Errol Morris/USA 2010/87 min

According to the baser gent, intelligent women are dangerous and beautiful women are deadly but combine the two and you have your quintessential siren, out to manipulate and mentally castrate any man they encounter. In the 1970s, page three was kicking off courtesy of The Sun, and the habits and lives of celebrities were becoming the fascination and obsession we see today. When former Miss Wyoming winner, the glamorous Joyce McKinney, who also had a 168 IQ, found herself involved with the man of her dreams, the frumpy Mormon Kirk Anderson, her life and actions became part of one of the first and biggest tabloid scandals the world had seen involving both Britain and the USA, changing the nature of journalism forever.

Tabloid traces the life of McKinney focusing on the case of the “Manacled Mormon” with interviews from her old friends, journalists and the woman herself. Daily Express journalist Peter Tory who was sent to woo McKinney and ensure exclusives to beat the Daily Mirror is particularly entertaining in his reminisces. Having spent three months in prison, fleeing the country with a fake passport and ending up with nude images of her being leaked to the Mirror McKinney’s own description of events is a deeply fascinating tale.
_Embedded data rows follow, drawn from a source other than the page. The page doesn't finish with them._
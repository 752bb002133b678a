//! The permission-check endpoint and the pieces it is declared with.
//!
//! Per request:
//!
//! 1. **Dispatch** (`dispatcher`): verb check, then extraction, then the oracle
//! 2. **Extraction** (`extract`): positional strings or one structured document
//! 3. **Normalization** (`status`): oracle status -> reply status
//!
//! At startup:
//!
//! 1. **Configuration** (`config`): document -> `EndpointConfig`
//! 2. **Registration** (`registration`): `EndpointConfig` -> handler in an `ApiSet`

pub mod config;
pub mod dispatcher;
pub mod extract;
pub mod oracle;
pub mod registration;
pub mod registry;
pub mod reply;
pub mod status;

// Re-export key types for convenient access.
pub use config::{merge_documents, EndpointConfig, ExtensionOptions, EXTENSION_NAME};
pub use dispatcher::PermCheckApi;
pub use extract::{extract_values, ExtractError};
pub use oracle::{AsyncOracle, Grant, GrantParseError, SpawnedOracle, StaticOracle};
pub use registration::{declare, DeclareError, Registration};
pub use registry::{ApiSet, RegistryError};
pub use reply::request_with_reply;
pub use status::normalize;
Unlike his previous more chilling documentaries, such as Standard Operating Procedure, Errol Morris’ latest feature is a decidedly upbeat and comic experience. Of course there’s more than a hint at the injustice that McKinney suffered after being endlessly hounded by the right-wing media hungry for flesh and sensationalism, but Morris’ choices of text, images and animation makes this piece much lighter than we’re used to from him. However, running through the entire documentary there is this fear of sex and female sexuality, whether it’s the hired pilot who was ogling her bare chest or the journalists who were desperate to take her photo or, more sinisterly, the Mormon attitude to the body. Images of their chastity belts and McKinney’s description of the troubled Anderson who after, or during, sex would start quoting from the Mormon bible and fearing punishment for feeling lust. It’s a tough case and at the end of the film you’re no closer to knowing the truth of the situation, but more importantly the history of the media, the tabloids and the attitude towards women that leaks from the pages of the Murdoch empire is given back its history.